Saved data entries
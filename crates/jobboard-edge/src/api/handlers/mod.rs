//! API handlers

pub mod pages;
pub mod session;

pub use pages::{home, jobs, login_required, new_job};
pub use session::{get_session, mock_callback, sign_out, AppState};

Exercise details ▸ Reproduce the entries exactly. Every word has to stay the same.

Response below ▸
filename crates/jobboard-edge/src/api/handlers/mod.rs
//! API handlers

pub mod pages;
pub mod session;

pub use pages::{home, jobs, login_required, new_job};
pub use session::{get_session, mock_callback, sign_out, AppState};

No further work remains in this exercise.